Il concetto giapponese di spazio vuoto, presente in tutta la cultura giapponese, dal design d'interni minimalista ai dipinti tradizionali, si riflette anche nell'arte culinaria. Nelle sale da pranzo, i piatti non vengono mai riempiti completamente. Lo spazio vuoto aiuta l'occhio, e quindi il palato, a concentrarsi sul pasto, creando il desiderio di riempire il vuoto con il pieno. Il cibo non deve prevalere sul contenitore e viceversa. Non si utilizzano piatti immensi con porzioni minime. Inoltre, tutto ciò che è presente nel piatto deve essere commestibile, evitando elementi superflui e non necessari.

Armonia di Colori e Forme

L'armonia visiva è un elemento cruciale nell'impiattamento giapponese. I colori e le forme degli ingredienti devono essere bilanciati per creare un'esperienza estetica piacevole. Si utilizzano spesso colori contrastanti per esaltare la freschezza e la vivacità degli ingredienti. Le forme degli ingredienti vengono disposte in modo da creare un equilibrio visivo e un senso di movimento.

Semplicità ed Eleganza

La semplicità è un altro principio fondamentale dell'impiattamento giapponese. Si evitano decorazioni eccessive e si punta a esaltare la bellezza naturale degli ingredienti. L'eleganza è raggiunta attraverso la cura dei dettagli e l'attenzione alla presentazione.
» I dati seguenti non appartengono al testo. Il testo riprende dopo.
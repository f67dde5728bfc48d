use crate::cursor::{ByteCursor, ByteSink};
use crate::diagnostics::Diagnostic;
use crate::error::Result;
use crate::layout::{Element, Layout};

use super::context::ReadContext;
use super::strings::{StringTable, TString};
use super::table::{Link, OrderedMap};
use super::value::Variable;

/// A name and a type name. Used for script members and for function
/// parameters and locals.
#[derive(Debug, Clone, Copy, PartialEq, Eq, Hash)]
pub struct MemberDesc {
    pub name: TString,
    pub type_name: TString,
}

impl MemberDesc {
    pub fn read(c: &mut ByteCursor<'_>, ctx: &mut ReadContext<'_>) -> Result<Self> {
        Ok(Self {
            name: ctx.read_tstring(c)?,
            type_name: ctx.read_tstring(c)?,
        })
    }
}

impl Element for MemberDesc {
    fn write(&self, out: &mut ByteSink, layout: &Layout) -> Result<()> {
        self.name.write(out, layout)?;
        self.type_name.write(out, layout)
    }

    fn byte_size(&self, layout: &Layout) -> usize {
        2 * layout.index_bytes()
    }
}

#[derive(Debug, Clone, PartialEq, Eq)]
pub struct Script {
    pub name: TString,
    pub parent_name: TString,
    pub members: Vec<MemberDesc>,
    pub parent: Link,
}

impl Script {
    pub fn read(c: &mut ByteCursor<'_>, ctx: &mut ReadContext<'_>) -> Result<(TString, Self)> {
        let name = ctx.read_tstring(c)?;
        let parent_name = ctx.read_tstring(c)?;
        let count = c.read_u32()? as usize;
        let mut members = Vec::with_capacity(count.min(c.remaining()));
        for _ in 0..count {
            members.push(MemberDesc::read(c, ctx)?);
        }
        Ok((
            name,
            Self {
                name,
                parent_name,
                members,
                parent: Link::Pending,
            },
        ))
    }
}

impl Element for Script {
    fn write(&self, out: &mut ByteSink, layout: &Layout) -> Result<()> {
        self.name.write(out, layout)?;
        self.parent_name.write(out, layout)?;
        out.write_u32(self.members.len() as u32);
        self.members.write(out, layout)
    }

    fn byte_size(&self, layout: &Layout) -> usize {
        2 * layout.index_bytes() + 4 + self.members.byte_size(layout)
    }
}

#[derive(Debug, Clone, PartialEq, Eq)]
pub struct StructMember {
    pub name: TString,
    pub type_name: TString,
    pub flags: u32,
    pub default: Variable,
    pub doc: TString,
}

impl Element for StructMember {
    fn write(&self, out: &mut ByteSink, layout: &Layout) -> Result<()> {
        self.name.write(out, layout)?;
        self.type_name.write(out, layout)?;
        out.write_u32(self.flags);
        self.default.write(out, layout)?;
        self.doc.write(out, layout)
    }

    fn byte_size(&self, layout: &Layout) -> usize {
        3 * layout.index_bytes() + 4 + self.default.byte_size(layout)
    }
}

#[derive(Debug, Clone, PartialEq, Eq)]
pub struct StructDef {
    pub name: TString,
    pub members: Vec<StructMember>,
}

impl StructDef {
    pub fn read(c: &mut ByteCursor<'_>, ctx: &mut ReadContext<'_>) -> Result<(TString, Self)> {
        let name = ctx.read_tstring(c)?;
        let count = c.read_u32()? as usize;
        let mut members = Vec::with_capacity(count.min(c.remaining()));
        for _ in 0..count {
            members.push(StructMember {
                name: ctx.read_tstring(c)?,
                type_name: ctx.read_tstring(c)?,
                flags: c.read_u32()?,
                default: Variable::read(c, ctx)?,
                doc: ctx.read_tstring(c)?,
            });
        }
        Ok((name, Self { name, members }))
    }
}

impl Element for StructDef {
    fn write(&self, out: &mut ByteSink, layout: &Layout) -> Result<()> {
        self.name.write(out, layout)?;
        out.write_u32(self.members.len() as u32);
        self.members.write(out, layout)
    }

    fn byte_size(&self, layout: &Layout) -> usize {
        layout.index_bytes() + 4 + self.members.byte_size(layout)
    }
}

/// Bind every script's parent name to a loaded script, or mark it undefined.
/// Returns how many parents were undefined.
pub fn resolve_parents(
    scripts: &mut OrderedMap<TString, Script>,
    strings: &StringTable,
    mut diagnose: impl FnMut(Diagnostic),
) -> usize {
    let defined: Vec<bool> = scripts
        .values()
        .map(|s| scripts.contains_key(&s.parent_name))
        .collect();

    let mut undefined = 0;
    for (script, parent_defined) in scripts.values_mut().zip(defined) {
        script.parent = if strings.is_blank(script.parent_name) {
            Link::Absent
        } else if parent_defined {
            Link::Defined
        } else {
            undefined += 1;
            diagnose(Diagnostic::UndefinedDefinition {
                table: "scripts",
                name: strings.text(script.parent_name),
            });
            Link::Undefined
        };
    }
    undefined
}

/// Link of a named definition in `map`.
pub(crate) fn link_to<V>(map: &OrderedMap<TString, V>, name: TString) -> Link {
    if map.contains_key(&name) {
        Link::Defined
    } else {
        Link::Undefined
    }
}

#[cfg(test)]
mod tests {
    use super::*;
    use crate::wstring::WString;

    #[test]
    fn parents_resolve_or_flag() {
        let mut strings = StringTable::new();
        let empty = strings.intern(WString::from(""));
        let base = strings.intern(WString::from("Base"));
        let child = strings.intern(WString::from("Child"));
        let orphan = strings.intern(WString::from("Orphan"));
        let missing = strings.intern(WString::from("Missing"));

        let mut scripts = OrderedMap::new();
        for (name, parent_name) in [(base, empty), (child, base), (orphan, missing)] {
            scripts.insert(
                name,
                Script {
                    name,
                    parent_name,
                    members: vec![],
                    parent: Link::Pending,
                },
            );
        }

        let mut diags = vec![];
        let undefined = resolve_parents(&mut scripts, &strings, |d| diags.push(d));
        assert_eq!(undefined, 1);
        assert_eq!(scripts.get(&base).unwrap().parent, Link::Absent);
        assert_eq!(scripts.get(&child).unwrap().parent, Link::Defined);
        assert_eq!(scripts.get(&orphan).unwrap().parent, Link::Undefined);
        assert_eq!(
            diags,
            vec![Diagnostic::UndefinedDefinition {
                table: "scripts",
                name: "Missing".to_string()
            }]
        );
    }
}
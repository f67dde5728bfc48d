use std::fmt;
use std::hash::{Hash, Hasher};

use serde::{Deserialize, Serialize};

use crate::cursor::{ByteCursor, ByteSink};
use crate::error::FormatError;

/// A stored float. Compared and hashed by bit pattern so that NaNs read from
/// a save compare equal to themselves after a round trip.
#[derive(Debug, Copy, Clone, Default, Serialize, Deserialize)]
pub struct Real(pub f32);

impl PartialEq for Real {
    fn eq(&self, other: &Self) -> bool {
        self.0.to_bits() == other.0.to_bits()
    }
}

impl Eq for Real {}

impl Hash for Real {
    fn hash<H: Hasher>(&self, state: &mut H) {
        self.0.to_bits().hash(state);
    }
}

impl fmt::Display for Real {
    fn fmt(&self, f: &mut fmt::Formatter<'_>) -> fmt::Result {
        write!(f, "{}", self.0)
    }
}

impl From<f32> for Real {
    fn from(v: f32) -> Self {
        Self(v)
    }
}

/// Variable-size unsigned integer: the low two bits of the first byte give
/// the total width (1, 2 or 3 bytes), the value is the rest.
///
/// The stored width is kept so that a value written with a wider encoding
/// than necessary is written back the same way.
#[derive(Debug, Clone, Copy, PartialEq, Eq, Hash)]
pub struct VsVal {
    value: u32,
    width: u8,
}

impl VsVal {
    pub const MAX: u32 = 0x3F_FFFF;

    pub fn new(value: u32) -> Result<Self, FormatError> {
        let width = match value {
            0..=0x3F => 1,
            0x40..=0x3FFF => 2,
            0x4000..=Self::MAX => 3,
            _ => {
                return Err(FormatError::Unsupported {
                    what: "vsval",
                    value: value as u64,
                })
            }
        };
        Ok(Self { value, width })
    }

    #[inline]
    pub fn value(self) -> u32 {
        self.value
    }

    pub fn read(c: &mut ByteCursor<'_>) -> Result<Self, FormatError> {
        let first = c.read_u8()?;
        let (raw, width) = match first & 3 {
            0 => (first as u32, 1),
            1 => (first as u32 | (c.read_u8()? as u32) << 8, 2),
            2 => {
                let rest = c.read_u16()? as u32;
                (first as u32 | rest << 8, 3)
            }
            tag => {
                return Err(FormatError::IllegalTag {
                    kind: "vsval width",
                    tag: tag as u32,
                })
            }
        };
        Ok(Self {
            value: raw >> 2,
            width,
        })
    }

    pub fn write(self, out: &mut ByteSink) {
        let raw = self.value << 2 | (self.width as u32 - 1);
        match self.width {
            1 => out.write_u8(raw as u8),
            2 => out.write_u16(raw as u16),
            _ => {
                out.write_u8(raw as u8);
                out.write_u16((raw >> 8) as u16);
            }
        }
    }

    #[inline]
    pub fn byte_size(self) -> usize {
        self.width as usize
    }
}
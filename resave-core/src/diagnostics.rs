use serde::Serialize;

/// Something legal but suspicious noticed during a load.
#[derive(Debug, Clone, PartialEq, Eq, Serialize)]
pub enum Diagnostic {
    /// Two entries of an ordered table share a key; lookups see the later one.
    DuplicateKey {
        table: &'static str,
        key: String,
        index: usize,
    },
    /// An instance or definition names a definition that was never loaded.
    UndefinedDefinition { table: &'static str, name: String },
    /// A typed body could not be decoded and is kept as raw bytes.
    RawFallback { what: String, reason: String },
    /// A change form entry was corrupt; `skipped` bytes were kept verbatim.
    ChangeFormResync {
        index: usize,
        offset: usize,
        skipped: usize,
    },
    /// The stored global data table 3 count differs from the entries present.
    Table3CountBias { stored: u32, actual: u32 },
}

/// Collected diagnostics of one load. Each entry is also logged as it arrives.
#[derive(Debug, Default, Clone, PartialEq, Eq, Serialize)]
pub struct Diagnostics {
    entries: Vec<Diagnostic>,
}

impl Diagnostics {
    pub fn new() -> Self {
        Self::default()
    }

    pub fn push(&mut self, d: Diagnostic) {
        match &d {
            Diagnostic::DuplicateKey { table, key, index } => {
                log::warn!("{}: duplicate key {} at index {}, last one wins", table, key, index)
            }
            Diagnostic::UndefinedDefinition { table, name } => {
                log::debug!("{}: undefined definition {}", table, name)
            }
            Diagnostic::RawFallback { what, reason } => {
                log::warn!("{} kept raw: {}", what, reason)
            }
            Diagnostic::ChangeFormResync { index, offset, skipped } => log::warn!(
                "change form {} at 0x{:X} is corrupt, {} bytes kept verbatim",
                index,
                offset,
                skipped
            ),
            Diagnostic::Table3CountBias { stored, actual } => {
                log::info!("global data table 3 stores count {} for {} entries", stored, actual)
            }
        }
        self.entries.push(d);
    }

    pub fn entries(&self) -> &[Diagnostic] {
        &self.entries
    }

    pub fn is_empty(&self) -> bool {
        self.entries.is_empty()
    }

    pub fn len(&self) -> usize {
        self.entries.len()
    }

    pub fn duplicates(&self) -> impl Iterator<Item = &Diagnostic> {
        self.entries
            .iter()
            .filter(|d| matches!(d, Diagnostic::DuplicateKey { .. }))
    }
}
Idee per Impiattare il Sushi

L'impiattamento del sushi può essere un'arte a sé stante. Ecco alcune idee per creare presentazioni originali e accattivanti:

  • Utilizzare piatti di diverse forme e dimensioni: Un mix di piatti rettangolari, quadrati e rotondi può creare un effetto visivo interessante.
  • Giocare con i colori: Accostare sushi con diversi tipi di pesce, alghe e verdure può creare un arcobaleno di colori.
  • Aggiungere guarnizioni: Zenzero marinato, wasabi, salsa di soia e germogli di daikon possono aggiungere sapore e colore al piatto.
  • Creare composizioni: Disporre il sushi in modo creativo, formando onde, spirali o altre figure geometriche.
  • Utilizzare elementi naturali: Foglie di bambù, fiori eduli o pietre possono aggiungere un tocco di eleganza e raffinatezza al piatto.